/// A MIDI message the firmware would have sent.
#[derive(Copy, Clone, Debug, PartialEq, Eq)]
pub enum Message {
    Note { key: LogicalKey, pressed: bool },
    Control { control: u8, value: u8 },
}

#[derive(Copy, Clone, Debug, PartialEq, Eq)]
pub struct Event {
    pub at_ms: u32,
    pub channel: u8,
    pub message: Message,
}

impl fmt::Display for Event {
    fn fmt(&self, f: &mut fmt::Formatter<'_>) -> fmt::Result {
        write!(f, "{:>6}ms  ch {:>2}  ", self.at_ms, self.channel)?;
        match self.message {
            Message::Note { key, pressed } => {
                write!(f, "key {:>3}  {}", key, if pressed { "on" } else { "off" })
            }
            Message::Control { control, value } => write!(f, "cc  {:>3}  {}", control, value),
        }
    }
}

#[derive(Default)]
struct Recorder {
    at_ms: u32,
    events: Vec<Event>,
}

impl Recorder {
    fn push(&mut self, channel: u8, message: Message) {
        self.events.push(Event {
            at_ms: self.at_ms,
            channel,
            message,
        });
    }
}

impl NoteSink for Recorder {
    fn on_key_event(&mut self, channel: u8, key: LogicalKey, pressed: bool) {
        self.push(channel, Message::Note { key, pressed });
    }

    fn on_control_change(&mut self, channel: u8, control: u8, value: u8) {
        self.push(channel, Message::Control { control, value });
    }
}

/// What a script step does once resolved against the wiring.
#[derive(Copy, Clone, Debug, PartialEq, Eq)]
enum Action {
    Switch {
        strobe: Option<LineId>,
        sense: LineId,
        closed: bool,
    },
    Host(HostMessage),
    Expression(u16),
}

fn resolve(wiring: &Wiring, step: &Step) -> Result<Action> {
    let targets = [
        step.device.is_some(),
        step.button.is_some(),
        step.host_note.is_some(),
        step.expression.is_some(),
    ];
    match targets.iter().filter(|&&named| named).count() {
        0 => bail!("a step needs a target"),
        1 => {}
        _ => bail!("a step names more than one target"),
    }

    if let Some(note) = step.host_note {
        let Some(on) = step.on else {
            bail!("missing `on`");
        };
        // The host plays its notes on channel 1; the console ignores it.
        let channel = 1;
        return Ok(Action::Host(if on {
            HostMessage::NoteOn { channel, note }
        } else {
            HostMessage::NoteOff { channel, note }
        }));
    }
    if let Some(raw) = step.expression {
        return Ok(Action::Expression(raw));
    }

    let Some(closed) = step.closed else {
        bail!("missing `closed`");
    };
    let (strobe, sense) = match (&step.button, &step.device) {
        (Some(button), _) => {
            let Some(transpose) = wiring.transpose else {
                bail!("wiring has no transpose buttons");
            };
            let line = match button {
                Button::Up => transpose.up,
                Button::Down => transpose.down,
            };
            (None, line)
        }
        (None, Some(name)) => {
            let Some(index) = wiring.find(name) else {
                bail!("unknown device `{}`", name);
            };
            let config = &wiring.devices[index].config;
            let Some(sense_index) = step.sense else {
                bail!("missing `sense`");
            };
            let Some(&sense) = config.senses.get(sense_index) else {
                bail!("device `{}` has no sense {}", name, sense_index);
            };
            let strobe = match (config.strobes.is_empty(), step.strobe) {
                (true, None) => None,
                (true, Some(_)) => {
                    bail!("device `{}` is wired to ground and has no strobes", name)
                }
                (false, None) => bail!("missing `strobe`"),
                (false, Some(i)) => match config.strobes.get(i) {
                    Some(&line) => Some(line),
                    None => bail!("device `{}` has no strobe {}", name, i),
                },
            };
            (strobe, sense)
        }
        (None, None) => bail!("a step needs a target"),
    };
    Ok(Action::Switch {
        strobe,
        sense,
        closed,
    })
}
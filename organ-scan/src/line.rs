//! Digital line seam between the scan engine and the hardware.
//!
//! Lines are active low: a strobe selects its column by pulling the line
//! LOW, and a closed switch pulls its sense line LOW against the pull-up.

use core::fmt;

/// Identifier of one digital I/O terminal (an Arduino pin number on the
/// reference console).
#[derive(Copy, Clone, Debug, PartialEq, Eq, PartialOrd, Ord, Hash)]
pub struct LineId(pub u8);

impl fmt::Display for LineId {
    fn fmt(&self, f: &mut fmt::Formatter<'_>) -> fmt::Result {
        write!(f, "D{}", self.0)
    }
}

/// Logic level of a line.
#[derive(Copy, Clone, Debug, PartialEq, Eq)]
pub enum Level {
    Low,
    High,
}

impl Level {
    /// Level that selects a strobe and signals a closed switch.
    pub const ACTIVE: Level = Level::Low;
    /// Idle level of strobes and open sense lines.
    pub const INACTIVE: Level = Level::High;

    pub fn is_active(self) -> bool {
        self == Level::ACTIVE
    }
}

/// Access to the digital lines of the board.
///
/// Implemented by the firmware over the MCU ports and by
/// [`SimulatedLines`](crate::sim::SimulatedLines) for host-side runs.
pub trait LineIo {
    /// Make `line` an output. The scanner drives it inactive right after.
    fn configure_output(&mut self, line: LineId);

    /// Make `line` an input with its pull-up enabled.
    fn configure_input_pullup(&mut self, line: LineId);

    fn drive(&mut self, line: LineId, level: Level);

    fn read(&mut self, line: LineId) -> Level;

    /// Busy-wait while a freshly driven strobe settles.
    fn settle(&mut self, micros: u16);
}

impl<T: LineIo + ?Sized> LineIo for &mut T {
    fn configure_output(&mut self, line: LineId) {
        (**self).configure_output(line)
    }

    fn configure_input_pullup(&mut self, line: LineId) {
        (**self).configure_input_pullup(line)
    }

    fn drive(&mut self, line: LineId, level: Level) {
        (**self).drive(line, level)
    }

    fn read(&mut self, line: LineId) -> Level {
        (**self).read(line)
    }

    fn settle(&mut self, micros: u16) {
        (**self).settle(micros)
    }
}
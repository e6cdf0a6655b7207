//! Single-conversion reads of the analog inputs.

use avr_device::atmega2560::ADC;

/// AVcc reference.
const REFS_AVCC: u8 = 1 << 6;
const ADEN: u8 = 1 << 7;
const ADSC: u8 = 1 << 6;
/// Prescaler 128: 125kHz ADC clock at 16MHz.
const ADPS_128: u8 = 0b111;
/// MUX5 in ADCSRB selects channels 8-15.
const MUX5: u8 = 1 << 3;

pub struct Analog<'a> {
    adc: &'a ADC,
}

impl<'a> Analog<'a> {
    pub fn new(adc: &'a ADC) -> Self {
        adc.adcsra.write(|w| unsafe { w.bits(ADEN | ADPS_128) });
        Self { adc }
    }

    /// Convert analog input `channel` (0 for A0, up to 15 for A15).
    /// Blocks for one conversion, about 104us.
    pub fn read(&mut self, channel: u8) -> u16 {
        let channel = channel & 0x0F;
        self.adc
            .admux
            .write(|w| unsafe { w.bits(REFS_AVCC | (channel & 0x07)) });
        let high_bank = if channel >= 8 { MUX5 } else { 0 };
        self.adc.adcsrb.write(|w| unsafe { w.bits(high_bank) });

        self.adc
            .adcsra
            .modify(|r, w| unsafe { w.bits(r.bits() | ADSC) });
        while self.adc.adcsra.read().bits() & ADSC != 0 {}
        self.adc.adc.read().bits()
    }
}
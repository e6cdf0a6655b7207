use anyhow::{Context, Result};

/// USB vendor IDs of Arduino boards (arduino.cc and arduino.org).
const ARDUINO_VIDS: [u16; 2] = [0x2341, 0x2A03];

/// Product IDs of the Mega 2560 (original and R3).
const MEGA_PIDS: [u16; 2] = [0x0010, 0x0042];

/// A connected board.
#[derive(Debug, Clone, Copy, PartialEq, Eq)]
pub struct Board {
    pub bus: u8,
    pub address: u8,
    pub vendor_id: u16,
    pub product_id: u16,
}

pub fn is_mega(vendor_id: u16, product_id: u16) -> bool {
    ARDUINO_VIDS.contains(&vendor_id) && MEGA_PIDS.contains(&product_id)
}

/// List every Arduino Mega 2560 on the USB bus.
pub fn find_boards() -> Result<Vec<Board>> {
    let devices = rusb::devices().context("failed to enumerate USB devices")?;
    let mut boards = Vec::new();
    for device in devices.iter() {
        let desc = device
            .device_descriptor()
            .context("failed to read device descriptor")?;
        if is_mega(desc.vendor_id(), desc.product_id()) {
            boards.push(Board {
                bus: device.bus_number(),
                address: device.address(),
                vendor_id: desc.vendor_id(),
                product_id: desc.product_id(),
            });
        }
    }
    Ok(boards)
}
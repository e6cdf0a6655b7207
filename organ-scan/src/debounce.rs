//! Per-key debounce logic.
//!
//! Each key has a counter that is loaded with the debounce count on the first
//! closed sample and then counts down one step per open sample. A key is
//! reported pressed immediately and released only after `count` consecutive
//! open samples, which absorbs contact bounce in both directions.

/// Number of open scans required before a release is reported.
/// At the 4ms scan period this gives ~12ms of release hysteresis.
pub const DEBOUNCE_COUNT: u8 = 3;

/// Edge reported by a [`DebounceCell`].
#[derive(Copy, Clone, Debug, PartialEq, Eq)]
pub enum Transition {
    Pressed,
    Released,
}

impl Transition {
    pub fn is_pressed(self) -> bool {
        self == Transition::Pressed
    }
}

/// Hysteresis counter for one logical key.
#[derive(Copy, Clone, Debug, Default, PartialEq, Eq)]
pub struct DebounceCell {
    counter: u8,
}

impl DebounceCell {
    pub const fn new() -> Self {
        Self { counter: 0 }
    }

    /// Feed one raw sample (`true` = switch closed). Returns the edge, if
    /// this sample produced one.
    pub fn sample(&mut self, raw_closed: bool) -> Option<Transition> {
        self.sample_with_count(raw_closed, DEBOUNCE_COUNT)
    }

    /// [`sample`](Self::sample) for a device configured with its own
    /// debounce count. The count lives in the device config rather than in
    /// every cell.
    pub fn sample_with_count(&mut self, raw_closed: bool, count: u8) -> Option<Transition> {
        match (raw_closed, self.counter) {
            (true, 0) => {
                self.counter = count;
                Some(Transition::Pressed)
            }
            // Already pressed; a close while counting down does not reload.
            (true, _) => None,
            (false, 0) => None,
            (false, 1) => {
                self.counter = 0;
                Some(Transition::Released)
            }
            (false, _) => {
                self.counter -= 1;
                None
            }
        }
    }

    /// Whether the key is currently considered down.
    pub fn is_pressed(&self) -> bool {
        self.counter > 0
    }

    pub fn counter(&self) -> u8 {
        self.counter
    }
}

#[cfg(test)]
mod tests {
    use super::*;
    use proptest::prelude::*;

    fn run(cell: &mut DebounceCell, samples: &[bool], count: u8) -> std::vec::Vec<Transition> {
        samples
            .iter()
            .filter_map(|&raw| cell.sample_with_count(raw, count))
            .collect()
    }

    #[test]
    fn test_press_is_immediate() {
        let mut cell = DebounceCell::new();
        assert_eq!(cell.sample(true), Some(Transition::Pressed));
        assert_eq!(cell.counter(), DEBOUNCE_COUNT);
        assert!(cell.is_pressed());
    }

    #[test]
    fn test_release_after_count_open_samples() {
        let mut cell = DebounceCell::new();
        cell.sample(true);
        assert_eq!(cell.sample(false), None);
        assert_eq!(cell.sample(false), None);
        assert_eq!(cell.sample(false), Some(Transition::Released));
        assert_eq!(cell.counter(), 0);
        assert_eq!(cell.sample(false), None);
    }

    #[test]
    fn test_single_bounce_is_absorbed() {
        let mut cell = DebounceCell::new();
        assert_eq!(cell.sample_with_count(true, 3), Some(Transition::Pressed));
        assert_eq!(run(&mut cell, &[false, true], 3), vec![]);
        assert!(cell.is_pressed());
    }

    #[test]
    fn test_close_during_countdown_does_not_reload() {
        let mut cell = DebounceCell::new();
        cell.sample_with_count(true, 3);
        cell.sample_with_count(false, 3);
        cell.sample_with_count(true, 3);
        assert_eq!(cell.counter(), 2);
        assert_eq!(run(&mut cell, &[false, false], 3), vec![Transition::Released]);
    }

    #[test]
    fn test_default_count_matches_explicit_count() {
        let samples = [true, false, true, false, false, false, true, false];
        let mut implicit = DebounceCell::new();
        let mut explicit = DebounceCell::new();
        for raw in samples {
            assert_eq!(
                implicit.sample(raw),
                explicit.sample_with_count(raw, DEBOUNCE_COUNT)
            );
            assert_eq!(implicit, explicit);
        }
    }

    #[test]
    fn test_count_of_one_releases_on_first_open() {
        let mut cell = DebounceCell::new();
        assert_eq!(
            run(&mut cell, &[true, true, false], 1),
            vec![Transition::Pressed, Transition::Released]
        );
    }

    proptest! {
        #[test]
        fn test_hold_then_release_emits_one_edge_each(k in 1usize..64, count in 1u8..8) {
            let mut cell = DebounceCell::new();
            let mut samples = std::vec![true; k];
            samples.extend(std::iter::repeat(false).take(count as usize));
            prop_assert_eq!(
                run(&mut cell, &samples, count),
                std::vec![Transition::Pressed, Transition::Released]
            );
        }

        #[test]
        fn test_bounce_between_closes_is_silent(
            before in 1usize..16,
            after in 1usize..16,
            count in 2u8..8,
        ) {
            let mut cell = DebounceCell::new();
            cell.sample_with_count(true, count);
            let mut samples = std::vec![true; before];
            samples.push(false);
            samples.extend(std::iter::repeat(true).take(after));
            prop_assert!(run(&mut cell, &samples, count).is_empty());
        }

        #[test]
        fn test_presses_and_releases_alternate(
            samples in proptest::collection::vec(any::<bool>(), 0..200),
            count in 1u8..6,
        ) {
            let mut cell = DebounceCell::new();
            let edges = run(&mut cell, &samples, count);
            for pair in edges.windows(2) {
                prop_assert_ne!(pair[0], pair[1]);
            }
            if let Some(first) = edges.first() {
                prop_assert_eq!(*first, Transition::Pressed);
            }
        }
    }
}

_What is being asked:_ Answer only with how many lines in the records include "failed".

_Solution to this problem:_ 2